/denseReg

3D hand pose estimation via dense regression

Primary LanguagePython

Dense 3D Regression for Hand Pose Estimation

This respository contains tensorflow implementation of the paper. It is developped and tested on Debian GNU/Linux 8 64-bit.

Requirements:

  • python 2.7
  • tensorflow == 1.3
  • tfplot (for visualization on tf summary files)
  • matplotlib >= 2.0.2
  • numpy
  • opencv >= 2.4 (optional, for cpu visualization)

Data Preparations:

Download the datasets, create soft links for them to exp/data and run python data/${dataset}.py to create the TFRecord files. Details are here.

Usage:

Both training and testing functions are provided by model/hourglass_um_crop_tiny.py. Here is an example:

python model/hourglass_um_crop_tiny.py --dataset 'icvl' --batch_size 40 --num_stack 2 --fea_num 128 --debug_level 2 --is_train True

where the hyper parameter configuration is explained in the source python files.

Results:

We provide the estimation results by the proposed method for ICVL, NYU, MSRA15. They are xyz coordinates in mm, the 2D projection method is in the function xyz2uvd from here. Check here for comparison to other methods.
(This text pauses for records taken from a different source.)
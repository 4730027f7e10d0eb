//! History consistency invariant.

use super::super::{CellValue, GameSession};
use super::Invariant;

/// Invariant: one history entry per occupied cell, and per-side piece
/// counts match the number of moves each side made.
pub struct HistoryConsistentInvariant;

impl Invariant<GameSession> for HistoryConsistentInvariant {
    fn holds(session: &GameSession) -> bool {
        let board = session.board();
        let occupied = 9 - board.count(CellValue::Empty);
        if session.history().len() != occupied {
            return false;
        }
        [CellValue::Human, CellValue::Robot].into_iter().all(|piece| {
            let moves = session
                .history()
                .iter()
                .filter(|mv| mv.mover.piece() == piece)
                .count();
            moves == board.count(piece)
        })
    }

    fn description() -> &'static str {
        "Move history matches the pieces on the board"
    }
}

#[cfg(test)]
mod tests {
    use super::*;
    use crate::{Move, Mover, Position};

    #[test]
    fn test_matching_history_holds() {
        let session = GameSession::from_parts(
            "H../.R./...".parse().unwrap(),
            Mover::Human,
            Mover::Human,
            vec![
                Move::new(Position::TopLeft, Mover::Human),
                Move::new(Position::Center, Mover::Robot),
            ],
        );
        assert!(HistoryConsistentInvariant::holds(&session));
    }

    #[test]
    fn test_piece_missing_from_history_violates() {
        let session = GameSession::from_parts(
            "H../.R./...".parse().unwrap(),
            Mover::Robot,
            Mover::Human,
            vec![Move::new(Position::TopLeft, Mover::Human)],
        );
        assert!(!HistoryConsistentInvariant::holds(&session));
    }

    #[test]
    fn test_swapped_pieces_violate() {
        let session = GameSession::from_parts(
            "RR./.../...".parse().unwrap(),
            Mover::Human,
            Mover::Human,
            vec![
                Move::new(Position::TopLeft, Mover::Human),
                Move::new(Position::TopCenter, Mover::Robot),
            ],
        );
        assert!(!HistoryConsistentInvariant::holds(&session));
    }
}
//! Interfaces to the hardware around the core.
//!
//! The core never talks to a camera, motor or thermometer directly. The
//! binary (or a test) supplies implementations of these traits, configured
//! at construction time.

use super::{Board, CollaboratorError, Frame, Move, Mover};
use async_trait::async_trait;
use std::collections::BTreeMap;
use std::sync::Arc;

/// Source of camera frames.
#[async_trait]
pub trait Camera: Send {
    /// Captures the current view of the board.
    async fn capture(&mut self) -> Result<Frame, CollaboratorError>;
}

/// The robot arm and its scripted behaviors.
///
/// Behaviors other than [`Actuator::execute`] have no board effects the
/// core can observe.
#[async_trait]
pub trait Actuator: Send {
    /// Physically places the robot's piece and returns the confirmed board.
    async fn execute(&mut self, mv: Move) -> Result<Board, CollaboratorError>;

    /// Sweeps the board so the human can reset it after a violation.
    async fn reshuffle(&mut self) -> Result<(), CollaboratorError>;

    /// Plays an idle animation while waiting.
    async fn run_idle(&mut self) -> Result<(), CollaboratorError>;

    /// Plays the robot-wins behavior.
    async fn run_celebration(&mut self) -> Result<(), CollaboratorError>;

    /// Plays the human-wins behavior.
    async fn run_defeat(&mut self) -> Result<(), CollaboratorError>;

    /// Plays the draw behavior.
    async fn run_draw(&mut self) -> Result<(), CollaboratorError>;

    /// Signals whose turn begins ("my turn" or "your turn").
    async fn announce_turn(&mut self, mover: Mover) -> Result<(), CollaboratorError>;

    /// Moves to the rest posture, used before a cooldown.
    async fn rest(&mut self) -> Result<(), CollaboratorError>;

    /// Background behavior to keep alive during a cooldown, if any.
    fn keep_alive(&self) -> Option<Arc<dyn KeepAlive>> {
        None
    }
}

/// Actuator temperature readings.
#[async_trait]
pub trait Telemetry: Send {
    /// Temperature per actuator id, in °C. Must not be empty.
    async fn actuator_temperatures(&mut self) -> Result<BTreeMap<String, f64>, CollaboratorError>;
}

/// A small background motion run on the cooldown keep-alive task.
///
/// Must not touch any game state.
#[async_trait]
pub trait KeepAlive: Send + Sync {
    /// One step of the keep-alive motion.
    async fn tick(&self);
}
//! Board codec: camera frame to canonical board.
//!
//! The camera looks at the board from the robot's side. Each of the nine
//! cell regions is cropped and handed to a cell classifier; a separate
//! region covering the whole board goes to a validity classifier that
//! rejects frames with a hand or arm in view. Cell reads below the
//! confidence threshold are forced to [`CellValue::Empty`] so an uncertain
//! read never invents a piece, and every cell is written through the 180°
//! transform into the human's orientation.

use super::{Board, CellValue, Position};
use derive_getters::Getters;
use derive_more::{Display, Error};
use serde::{Deserialize, Serialize};
use tracing::{debug, error, instrument};

/// Pixel rectangle in camera coordinates; `right` and `bottom` are exclusive.
#[derive(Debug, Clone, Copy, PartialEq, Eq, Serialize, Deserialize, derive_new::new)]
pub struct Region {
    /// First column.
    pub left: usize,
    /// One past the last column.
    pub right: usize,
    /// First row.
    pub top: usize,
    /// One past the last row.
    pub bottom: usize,
}

impl Region {
    /// Width in pixels (zero if inverted).
    pub fn width(&self) -> usize {
        self.right.saturating_sub(self.left)
    }

    /// Height in pixels (zero if inverted).
    pub fn height(&self) -> usize {
        self.bottom.saturating_sub(self.top)
    }

    /// True if the rectangle covers no pixels.
    pub fn is_degenerate(&self) -> bool {
        self.width() == 0 || self.height() == 0
    }
}

impl std::fmt::Display for Region {
    fn fmt(&self, f: &mut std::fmt::Formatter<'_>) -> std::fmt::Result {
        write!(
            f,
            "[{}..{}, {}..{}]",
            self.left, self.right, self.top, self.bottom
        )
    }
}

/// Errors constructing or slicing a [`Frame`].
#[derive(Debug, Clone, PartialEq, Eq, Display, Error)]
pub enum FrameError {
    /// Pixel buffer length does not match the dimensions.
    #[display("Frame of {width}x{height} needs {expected} pixels, got {actual}")]
    SizeMismatch {
        /// Frame width.
        width: usize,
        /// Frame height.
        height: usize,
        /// `width * height`.
        expected: usize,
        /// Buffer length.
        actual: usize,
    },
    /// Region is empty or reaches outside the frame.
    #[display("Region {region} is outside the {width}x{height} frame")]
    RegionOutOfBounds {
        /// Requested region.
        #[error(not(source))]
        region: Region,
        /// Frame width.
        width: usize,
        /// Frame height.
        height: usize,
    },
}

/// Grayscale camera image, row-major.
#[derive(Debug, Clone, PartialEq, Eq)]
pub struct Frame {
    width: usize,
    height: usize,
    pixels: Vec<u8>,
}

impl Frame {
    /// Wraps a pixel buffer.
    pub fn new(width: usize, height: usize, pixels: Vec<u8>) -> Result<Self, FrameError> {
        let expected = width * height;
        if pixels.len() != expected {
            return Err(FrameError::SizeMismatch {
                width,
                height,
                expected,
                actual: pixels.len(),
            });
        }
        Ok(Self {
            width,
            height,
            pixels,
        })
    }

    /// A frame with every pixel set to `fill`.
    pub fn filled(width: usize, height: usize, fill: u8) -> Self {
        Self {
            width,
            height,
            pixels: vec![fill; width * height],
        }
    }

    /// Frame width.
    pub fn width(&self) -> usize {
        self.width
    }

    /// Frame height.
    pub fn height(&self) -> usize {
        self.height
    }

    /// Raw pixels.
    pub fn pixels(&self) -> &[u8] {
        &self.pixels
    }

    /// Mean intensity, `0.0` for an empty frame.
    pub fn mean(&self) -> f32 {
        if self.pixels.is_empty() {
            return 0.0;
        }
        let sum: u64 = self.pixels.iter().map(|p| u64::from(*p)).sum();
        sum as f32 / self.pixels.len() as f32
    }

    fn check(&self, region: &Region) -> Result<(), FrameError> {
        if region.is_degenerate() || region.right > self.width || region.bottom > self.height {
            return Err(FrameError::RegionOutOfBounds {
                region: *region,
                width: self.width,
                height: self.height,
            });
        }
        Ok(())
    }

    /// Copies out the pixels inside `region`.
    pub fn crop(&self, region: &Region) -> Result<Frame, FrameError> {
        self.check(region)?;
        let mut pixels = Vec::with_capacity(region.width() * region.height());
        for y in region.top..region.bottom {
            let start = y * self.width + region.left;
            pixels.extend_from_slice(&self.pixels[start..start + region.width()]);
        }
        Ok(Frame {
            width: region.width(),
            height: region.height(),
            pixels,
        })
    }

    /// Sets every pixel inside `region` to `value`.
    pub fn paint(&mut self, region: &Region, value: u8) -> Result<(), FrameError> {
        self.check(region)?;
        for y in region.top..region.bottom {
            let start = y * self.width + region.left;
            self.pixels[start..start + region.width()].fill(value);
        }
        Ok(())
    }
}

/// Whole-board validity label.
#[derive(Debug, Clone, Copy, PartialEq, Eq, Hash, Serialize, Deserialize, strum::Display)]
#[serde(rename_all = "lowercase")]
#[strum(serialize_all = "lowercase")]
pub enum Validity {
    /// The board is fully visible and unobstructed.
    Valid,
    /// Something is in the way.
    Invalid,
}

/// One candidate returned by a classifier.
#[derive(Debug, Clone, Copy, PartialEq, Serialize, derive_new::new)]
pub struct Classification<L> {
    /// Predicted label.
    pub label: L,
    /// Confidence in `[0, 1]`.
    pub confidence: f32,
}

/// Classifies a cropped cell image.
///
/// Must return at least one candidate; an empty result breaks the contract.
pub trait CellClassifier: Send + Sync {
    /// Top-k candidates for the cell.
    fn classify_cell(&self, image: &Frame) -> Vec<Classification<CellValue>>;
}

/// Classifies the whole-board region.
pub trait ValidityClassifier: Send + Sync {
    /// Top-k candidates for the board region.
    fn classify_validity(&self, image: &Frame) -> Vec<Classification<Validity>>;
}

/// Errors from [`BoardCodec::decode`]. All of them are fatal.
#[derive(Debug, Clone, PartialEq, Display, Error)]
pub enum CodecError {
    /// A configured region does not fit the frame.
    #[display("Cannot crop frame: {source}")]
    Frame {
        /// Underlying frame error.
        source: FrameError,
    },
    /// A classifier returned nothing.
    #[display("{classifier} classifier returned no candidates")]
    NoCandidates {
        /// Which classifier.
        classifier: &'static str,
    },
    /// A classifier returned a confidence outside `[0, 1]`.
    #[display("{classifier} classifier returned confidence {confidence}")]
    InvalidConfidence {
        /// Which classifier.
        classifier: &'static str,
        /// The offending value.
        confidence: f32,
    },
}

impl From<FrameError> for CodecError {
    fn from(source: FrameError) -> Self {
        CodecError::Frame { source }
    }
}

fn default_cell_threshold() -> f32 {
    0.9
}

fn default_validity_threshold() -> f32 {
    0.65
}

fn default_cell_regions() -> [[Region; 3]; 3] {
    [
        [
            Region::new(120, 270, 180, 290),
            Region::new(270, 420, 180, 290),
            Region::new(420, 550, 180, 290),
        ],
        [
            Region::new(110, 280, 290, 430),
            Region::new(280, 420, 290, 430),
            Region::new(420, 570, 290, 430),
        ],
        [
            Region::new(100, 270, 430, 580),
            Region::new(270, 440, 430, 580),
            Region::new(440, 610, 430, 580),
        ],
    ]
}

fn default_board_region() -> Region {
    Region::new(100, 600, 180, 600)
}

/// Codec thresholds and camera-space layout.
#[derive(Debug, Clone, PartialEq, Getters, Serialize, Deserialize)]
pub struct CodecConfig {
    /// Cell reads below this confidence become empty.
    #[serde(default = "default_cell_threshold")]
    cell_confidence_threshold: f32,

    /// The frame is sane only above this validity confidence.
    #[serde(default = "default_validity_threshold")]
    validity_confidence_threshold: f32,

    /// Cell rectangles indexed `[row][col]` as the camera sees them.
    #[serde(default = "default_cell_regions")]
    cell_regions: [[Region; 3]; 3],

    /// Rectangle handed to the validity classifier.
    #[serde(default = "default_board_region")]
    board_region: Region,
}

impl CodecConfig {
    /// Creates a configuration from explicit values.
    pub fn new(
        cell_confidence_threshold: f32,
        validity_confidence_threshold: f32,
        cell_regions: [[Region; 3]; 3],
        board_region: Region,
    ) -> Self {
        Self {
            cell_confidence_threshold,
            validity_confidence_threshold,
            cell_regions,
            board_region,
        }
    }

    /// Camera-space region for a canonical position.
    pub fn region_for(&self, pos: Position) -> Region {
        let camera = pos.mirrored();
        self.cell_regions[camera.row()][camera.col()]
    }
}

impl Default for CodecConfig {
    fn default() -> Self {
        Self::new(
            default_cell_threshold(),
            default_validity_threshold(),
            default_cell_regions(),
            default_board_region(),
        )
    }
}

/// Result of decoding one frame.
#[derive(Debug, Clone, Copy, PartialEq, Serialize)]
pub struct DecodedFrame {
    /// Canonical board after thresholding and mirroring.
    pub board: Board,
    /// True when the frame may be treated as a board read.
    pub sane: bool,
    /// The validity classifier's top candidate.
    pub validity: Classification<Validity>,
}

/// Turns camera frames into canonical boards.
#[derive(Debug, Clone)]
pub struct BoardCodec<C, V> {
    cells: C,
    validity: V,
    config: CodecConfig,
}

impl<C: CellClassifier, V: ValidityClassifier> BoardCodec<C, V> {
    /// Creates a codec over the given classifiers.
    pub fn new(cells: C, validity: V, config: CodecConfig) -> Self {
        Self {
            cells,
            validity,
            config,
        }
    }

    /// The codec's configuration.
    pub fn config(&self) -> &CodecConfig {
        &self.config
    }

    /// Decodes one frame. No retries: a pure per-frame function.
    #[instrument(skip_all, fields(width = frame.width(), height = frame.height()))]
    pub fn decode(&self, frame: &Frame) -> Result<DecodedFrame, CodecError> {
        let mut cells = [CellValue::Empty; 9];

        for (row, regions) in self.config.cell_regions.iter().enumerate() {
            for (col, region) in regions.iter().enumerate() {
                let crop = frame.crop(region)?;
                let top = best("cell", self.cells.classify_cell(&crop))?;
                let value = if top.confidence < self.config.cell_confidence_threshold {
                    CellValue::Empty
                } else {
                    top.label
                };
                cells[(2 - row) * 3 + (2 - col)] = value;
            }
        }

        let crop = frame.crop(&self.config.board_region)?;
        let validity = best("validity", self.validity.classify_validity(&crop))?;
        let sane = validity.label == Validity::Valid
            && validity.confidence > self.config.validity_confidence_threshold;

        let board = Board::from_cells(cells);
        debug!(
            board = %board,
            sane,
            validity = %validity.label,
            confidence = validity.confidence,
            "Board decoded"
        );

        Ok(DecodedFrame {
            board,
            sane,
            validity,
        })
    }
}

/// Highest-confidence candidate, enforcing the classifier contract.
fn best<L: Copy>(
    classifier: &'static str,
    candidates: Vec<Classification<L>>,
) -> Result<Classification<L>, CodecError> {
    let mut top: Option<Classification<L>> = None;
    for candidate in candidates {
        if !(0.0..=1.0).contains(&candidate.confidence) {
            error!(classifier, confidence = candidate.confidence, "Confidence out of range");
            return Err(CodecError::InvalidConfidence {
                classifier,
                confidence: candidate.confidence,
            });
        }
        if top.is_none_or(|t| candidate.confidence > t.confidence) {
            top = Some(candidate);
        }
    }
    top.ok_or_else(|| {
        error!(classifier, "Classifier returned no candidates");
        CodecError::NoCandidates { classifier }
    })
}
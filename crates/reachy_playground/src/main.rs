//! Reachy Tic-Tac-Toe - command-line launcher.

#![warn(missing_docs)]

use anyhow::{Context, Result};
use clap::Parser;
use reachy_playground::cli::{Cli, Command};
use reachy_playground::{Opponent, PlayOptions, recorder};
use reachy_tictactoe::{EventSink, PlaygroundConfig};
use std::path::PathBuf;
use tokio::sync::watch;
use tracing::{info, instrument, warn};
use tracing_subscriber::{layer::SubscriberExt, util::SubscriberInitExt};

#[tokio::main]
async fn main() -> Result<()> {
    // Load .env file
    dotenvy::dotenv().ok();

    let cli = Cli::parse();

    match cli.command {
        Command::Play {
            config,
            games,
            opponent,
            seed,
            events,
        } => play(config, games, opponent, seed, events).await,
        Command::Config => print_config(),
    }
}

fn init_tracing() {
    tracing_subscriber::registry()
        .with(
            tracing_subscriber::EnvFilter::try_from_default_env()
                .unwrap_or_else(|_| "info,reachy_tictactoe=debug".into()),
        )
        .with(tracing_subscriber::fmt::layer())
        .init();
}

/// Play games on the simulated table
#[instrument(skip_all)]
async fn play(
    config: Option<PathBuf>,
    games: Option<u64>,
    opponent: Opponent,
    seed: Option<u64>,
    events: Option<PathBuf>,
) -> Result<()> {
    init_tracing();

    let config = match config {
        Some(path) => PlaygroundConfig::from_file(&path)
            .with_context(|| format!("Loading {}", path.display()))?,
        None => {
            let config = PlaygroundConfig::default();
            config.validate()?;
            config
        }
    };

    let (sink, log) = match events {
        Some(path) => {
            let (sink, rx) = EventSink::channel();
            let handle = recorder::spawn(&path, rx)
                .await
                .with_context(|| format!("Opening event log {}", path.display()))?;
            (sink, Some(handle))
        }
        None => (EventSink::disabled(), None),
    };

    let (stop, shutdown) = watch::channel(false);
    tokio::spawn(async move {
        if tokio::signal::ctrl_c().await.is_ok() {
            warn!("Interrupted, finishing the current game");
            let _ = stop.send(true);
        }
    });

    let options = PlayOptions {
        games,
        opponent,
        seed,
    };
    info!(%opponent, ?games, "Starting play");
    let summary = reachy_playground::run(&config, &options, sink, shutdown).await?;

    if let Some(handle) = log {
        let written = handle.await??;
        info!(written, "Event log written");
    }

    println!("{summary}");
    Ok(())
}

/// Print the default configuration
fn print_config() -> Result<()> {
    print!("{}", PlaygroundConfig::default().to_toml()?);
    Ok(())
}
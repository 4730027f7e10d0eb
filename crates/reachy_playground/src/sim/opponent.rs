//! Simulated human strategies.

use rand::Rng;
use rand::seq::IndexedRandom;
use reachy_tictactoe::{Board, CellValue, Mover, Position, choose_move};
use serde::{Deserialize, Serialize};
use tracing::debug;

/// How the simulated human plays.
#[derive(
    Debug, Clone, Copy, PartialEq, Eq, Serialize, Deserialize, clap::ValueEnum, strum::Display,
)]
#[serde(rename_all = "lowercase")]
#[strum(serialize_all = "lowercase")]
pub enum Opponent {
    /// Always plays the optimal human move.
    Perfect,
    /// Plays a random free cell.
    Random,
    /// Mostly random, sometimes tampers with the board.
    Cheater,
}

/// Probability that the cheater tampers instead of moving.
const CHEAT_PROBABILITY: f64 = 0.2;

/// What the simulated human does with the board on their turn.
#[derive(Debug, Clone, Copy, PartialEq, Eq)]
pub enum HumanAction {
    /// Places one cube.
    Place(Position),
    /// Replaces the board with one that breaks the rules.
    Tamper(Board),
}

impl Opponent {
    /// Decides the human's action on `board`.
    ///
    /// Returns `None` when there is nothing to do, which only happens on a
    /// full board.
    pub fn act<R: Rng>(&self, board: &Board, rng: &mut R) -> Option<HumanAction> {
        let vacant: Vec<Position> = board.vacant_positions().collect();
        if vacant.is_empty() {
            return None;
        }

        let action = match self {
            Opponent::Perfect => match choose_move(board, Mover::Human) {
                Ok(decision) => HumanAction::Place(decision.mv.position),
                Err(_) => HumanAction::Place(*vacant.choose(rng)?),
            },
            Opponent::Random => HumanAction::Place(*vacant.choose(rng)?),
            Opponent::Cheater => {
                if rng.random_bool(CHEAT_PROBABILITY) {
                    tamper(board, &vacant, rng)
                } else {
                    HumanAction::Place(*vacant.choose(rng)?)
                }
            }
        };
        debug!(opponent = %self, ?action, "Human acts");
        Some(action)
    }
}

/// Either lifts a robot piece or drops two cubes at once.
fn tamper<R: Rng>(board: &Board, vacant: &[Position], rng: &mut R) -> HumanAction {
    let robot: Vec<Position> = Position::ALL
        .into_iter()
        .filter(|p| board.get(*p).mover() == Some(Mover::Robot))
        .collect();

    let mut cells = *board.cells();
    match robot.choose(rng) {
        Some(taken) if vacant.len() < 2 || rng.random_bool(0.5) => {
            cells[taken.to_index()] = CellValue::Empty;
        }
        _ => {
            for position in vacant.choose_multiple(rng, 2) {
                cells[position.to_index()] = Mover::Human.piece();
            }
        }
    }
    HumanAction::Tamper(Board::from_cells(cells))
}

#[cfg(test)]
mod tests {
    use super::*;
    use rand::SeedableRng;
    use rand_pcg::Pcg64;
    use reachy_tictactoe::{Transition, validate};

    #[test]
    fn test_perfect_blocks() {
        let board: Board = "RR./.H./...".parse().unwrap();
        let mut rng = Pcg64::seed_from_u64(1);
        assert_eq!(
            Opponent::Perfect.act(&board, &mut rng),
            Some(HumanAction::Place(Position::TopRight))
        );
    }

    #[test]
    fn test_random_only_picks_vacant_cells() {
        let board: Board = "RHR/HR./...".parse().unwrap();
        let mut rng = Pcg64::seed_from_u64(2);
        for _ in 0..50 {
            match Opponent::Random.act(&board, &mut rng) {
                Some(HumanAction::Place(p)) => assert!(board.is_vacant(p)),
                other => panic!("Unexpected {other:?}"),
            }
        }
    }

    #[test]
    fn test_tampering_is_always_a_violation() {
        let board: Board = "R../.H./...".parse().unwrap();
        let mut rng = Pcg64::seed_from_u64(3);
        let vacant: Vec<Position> = board.vacant_positions().collect();
        for _ in 0..50 {
            let HumanAction::Tamper(tampered) = tamper(&board, &vacant, &mut rng) else {
                panic!("Expected tamper");
            };
            assert!(matches!(
                validate(&board, &tampered, Mover::Human),
                Transition::Violation { .. }
            ));
        }
    }

    #[test]
    fn test_full_board_has_no_action() {
        let board: Board = "HRH/HRR/RHH".parse().unwrap();
        let mut rng = Pcg64::seed_from_u64(4);
        assert_eq!(Opponent::Cheater.act(&board, &mut rng), None);
    }
}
Thanks @xinghaochen for providing the comparison.

Pretrained Models:

Run the script to download and install the corresponding trained model of datasets. $ROOT denote the root path of this project.

cd $ROOT
./exp/scripts/fetch_icvl_models.sh
./exp/scripts/fetch_msra_models.sh
./exp/scripts/fetch_nyu_models.sh

To perform testing, simply run

python model/hourglass_um_crop_tiny.py --dataset 'icvl' --batch_size 3 --num_stack 2 --num_fea 128 --debug_level 2 --is_train False
python model/hourglass_um_crop_tiny.py --dataset 'nyu' --batch_size 3 --num_stack 2 --num_fea 128 --debug_level 2 --is_train False
python model/hourglass_um_crop_tiny.py --dataset 'msra' --pid 0 --batch_size 3 --num_stack 2 --num_fea 128 --debug_level 2 --is_train False

in which msra dataset should use pid to indicate which person to test on. In the testing function, the third augument is used to indicate which model with corresponding training step will be restored. We use step of -1 to indicate our pre-trained model.